▶ **INSTRUCTIONS TO FOLLOW**: Pick each line containing "TerminalNotifier" out of the records.

--- PROVIDED DATA Enclosed Below ---

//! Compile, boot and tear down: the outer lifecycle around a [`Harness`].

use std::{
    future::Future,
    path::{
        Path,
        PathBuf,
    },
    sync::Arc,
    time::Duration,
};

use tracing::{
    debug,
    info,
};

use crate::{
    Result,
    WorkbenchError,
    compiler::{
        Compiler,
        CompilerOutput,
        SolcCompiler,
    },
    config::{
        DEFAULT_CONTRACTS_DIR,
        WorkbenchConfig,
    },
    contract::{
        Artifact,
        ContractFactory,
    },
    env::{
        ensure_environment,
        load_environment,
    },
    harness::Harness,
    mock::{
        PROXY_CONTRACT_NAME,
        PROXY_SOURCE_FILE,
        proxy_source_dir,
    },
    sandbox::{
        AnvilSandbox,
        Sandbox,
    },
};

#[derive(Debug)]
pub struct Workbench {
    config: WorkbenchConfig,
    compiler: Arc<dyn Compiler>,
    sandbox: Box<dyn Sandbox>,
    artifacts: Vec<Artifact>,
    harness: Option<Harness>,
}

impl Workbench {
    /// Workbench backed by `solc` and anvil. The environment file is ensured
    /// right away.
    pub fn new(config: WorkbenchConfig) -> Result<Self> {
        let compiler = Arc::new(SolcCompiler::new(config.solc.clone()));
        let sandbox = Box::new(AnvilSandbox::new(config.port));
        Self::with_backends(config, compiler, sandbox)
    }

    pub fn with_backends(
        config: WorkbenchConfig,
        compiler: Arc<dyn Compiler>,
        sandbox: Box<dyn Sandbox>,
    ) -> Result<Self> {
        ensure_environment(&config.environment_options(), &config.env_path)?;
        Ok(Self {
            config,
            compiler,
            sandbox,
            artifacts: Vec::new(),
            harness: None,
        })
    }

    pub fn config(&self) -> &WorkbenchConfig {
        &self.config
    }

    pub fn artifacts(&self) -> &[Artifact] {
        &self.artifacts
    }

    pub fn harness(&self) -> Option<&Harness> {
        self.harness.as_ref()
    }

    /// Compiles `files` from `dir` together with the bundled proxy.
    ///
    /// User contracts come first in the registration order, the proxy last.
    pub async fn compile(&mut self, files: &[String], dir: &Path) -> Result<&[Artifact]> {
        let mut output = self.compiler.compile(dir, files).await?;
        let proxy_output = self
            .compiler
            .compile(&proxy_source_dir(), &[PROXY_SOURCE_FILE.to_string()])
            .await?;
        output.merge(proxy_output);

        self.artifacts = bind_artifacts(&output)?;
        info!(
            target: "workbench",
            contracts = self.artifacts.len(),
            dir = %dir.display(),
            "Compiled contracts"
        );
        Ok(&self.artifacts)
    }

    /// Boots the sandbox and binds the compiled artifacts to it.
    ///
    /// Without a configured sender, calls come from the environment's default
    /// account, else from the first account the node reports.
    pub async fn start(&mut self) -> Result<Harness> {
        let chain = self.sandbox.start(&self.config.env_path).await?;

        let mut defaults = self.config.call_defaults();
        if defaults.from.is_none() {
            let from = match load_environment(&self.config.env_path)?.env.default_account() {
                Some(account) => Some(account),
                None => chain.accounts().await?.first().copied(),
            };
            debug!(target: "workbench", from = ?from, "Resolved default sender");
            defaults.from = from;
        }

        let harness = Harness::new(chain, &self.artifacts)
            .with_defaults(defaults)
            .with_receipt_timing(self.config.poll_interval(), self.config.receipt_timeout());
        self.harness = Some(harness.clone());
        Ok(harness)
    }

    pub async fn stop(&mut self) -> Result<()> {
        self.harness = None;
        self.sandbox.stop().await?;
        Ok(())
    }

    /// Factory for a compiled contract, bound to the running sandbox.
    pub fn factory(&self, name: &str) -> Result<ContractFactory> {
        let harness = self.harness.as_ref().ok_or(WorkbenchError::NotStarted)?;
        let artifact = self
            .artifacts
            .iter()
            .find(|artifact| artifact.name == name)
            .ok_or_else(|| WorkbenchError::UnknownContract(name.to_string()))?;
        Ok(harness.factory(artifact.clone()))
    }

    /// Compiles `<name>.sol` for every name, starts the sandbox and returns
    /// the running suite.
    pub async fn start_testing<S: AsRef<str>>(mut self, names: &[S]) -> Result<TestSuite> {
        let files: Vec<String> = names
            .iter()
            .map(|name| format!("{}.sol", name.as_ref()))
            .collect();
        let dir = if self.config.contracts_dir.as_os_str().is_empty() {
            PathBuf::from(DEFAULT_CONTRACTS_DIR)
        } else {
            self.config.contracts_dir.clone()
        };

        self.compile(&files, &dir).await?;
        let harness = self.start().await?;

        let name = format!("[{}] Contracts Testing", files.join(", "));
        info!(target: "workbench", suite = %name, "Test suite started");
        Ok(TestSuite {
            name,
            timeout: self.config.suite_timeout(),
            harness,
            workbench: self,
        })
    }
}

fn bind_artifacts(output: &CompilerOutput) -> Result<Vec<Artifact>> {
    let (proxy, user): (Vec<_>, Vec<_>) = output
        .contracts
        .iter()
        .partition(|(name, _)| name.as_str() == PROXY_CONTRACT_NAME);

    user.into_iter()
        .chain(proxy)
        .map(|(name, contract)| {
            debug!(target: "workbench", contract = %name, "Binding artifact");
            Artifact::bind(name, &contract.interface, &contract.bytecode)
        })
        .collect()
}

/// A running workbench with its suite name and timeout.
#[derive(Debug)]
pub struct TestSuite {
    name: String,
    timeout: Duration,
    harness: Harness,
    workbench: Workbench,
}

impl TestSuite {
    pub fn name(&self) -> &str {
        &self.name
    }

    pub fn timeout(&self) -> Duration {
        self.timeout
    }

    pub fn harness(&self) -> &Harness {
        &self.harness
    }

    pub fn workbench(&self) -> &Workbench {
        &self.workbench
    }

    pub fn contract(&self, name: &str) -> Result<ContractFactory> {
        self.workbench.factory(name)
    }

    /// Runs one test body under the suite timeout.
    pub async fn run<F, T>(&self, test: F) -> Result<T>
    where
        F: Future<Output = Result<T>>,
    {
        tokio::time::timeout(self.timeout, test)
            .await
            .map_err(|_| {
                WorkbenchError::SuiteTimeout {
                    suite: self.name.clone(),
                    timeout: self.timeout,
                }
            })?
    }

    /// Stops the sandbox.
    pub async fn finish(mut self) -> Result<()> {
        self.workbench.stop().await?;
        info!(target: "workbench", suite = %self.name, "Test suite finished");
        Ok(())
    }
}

--- End of Enclosed PROVIDED DATA ---
--- PROVIDED DATA Enclosed Below ---

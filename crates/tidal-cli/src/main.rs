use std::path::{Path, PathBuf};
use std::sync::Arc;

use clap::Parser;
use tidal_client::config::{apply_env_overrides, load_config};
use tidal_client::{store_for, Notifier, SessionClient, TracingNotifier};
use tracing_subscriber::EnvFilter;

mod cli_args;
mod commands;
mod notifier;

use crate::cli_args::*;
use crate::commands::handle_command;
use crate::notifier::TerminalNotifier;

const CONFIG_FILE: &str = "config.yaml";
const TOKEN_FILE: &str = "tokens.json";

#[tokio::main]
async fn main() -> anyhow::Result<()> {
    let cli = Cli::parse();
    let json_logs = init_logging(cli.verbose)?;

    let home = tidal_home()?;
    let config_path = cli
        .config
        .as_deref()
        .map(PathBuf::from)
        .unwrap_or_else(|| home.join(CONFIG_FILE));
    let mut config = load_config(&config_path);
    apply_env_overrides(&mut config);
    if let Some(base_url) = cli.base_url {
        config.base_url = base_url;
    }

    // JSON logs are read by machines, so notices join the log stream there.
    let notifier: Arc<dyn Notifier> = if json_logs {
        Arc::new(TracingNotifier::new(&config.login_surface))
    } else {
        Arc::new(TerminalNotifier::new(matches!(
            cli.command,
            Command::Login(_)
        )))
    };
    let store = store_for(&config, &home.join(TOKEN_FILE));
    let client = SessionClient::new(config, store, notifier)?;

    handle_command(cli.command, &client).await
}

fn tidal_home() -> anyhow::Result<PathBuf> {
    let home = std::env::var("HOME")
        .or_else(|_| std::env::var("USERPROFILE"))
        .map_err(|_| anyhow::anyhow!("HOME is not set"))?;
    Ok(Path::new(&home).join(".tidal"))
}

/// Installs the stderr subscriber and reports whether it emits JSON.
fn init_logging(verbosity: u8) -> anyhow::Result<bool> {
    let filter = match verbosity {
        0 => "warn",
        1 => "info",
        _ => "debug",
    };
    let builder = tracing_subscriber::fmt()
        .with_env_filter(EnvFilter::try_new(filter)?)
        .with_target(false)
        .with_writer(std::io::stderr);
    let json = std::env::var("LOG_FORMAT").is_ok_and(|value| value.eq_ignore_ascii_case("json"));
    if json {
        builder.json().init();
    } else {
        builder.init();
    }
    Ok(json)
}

--- End of Enclosed PROVIDED DATA ---

▶ **ANSWER BOX**:
use crate::notifier::TerminalNotifier;
        Arc::new(TerminalNotifier::new(matches!(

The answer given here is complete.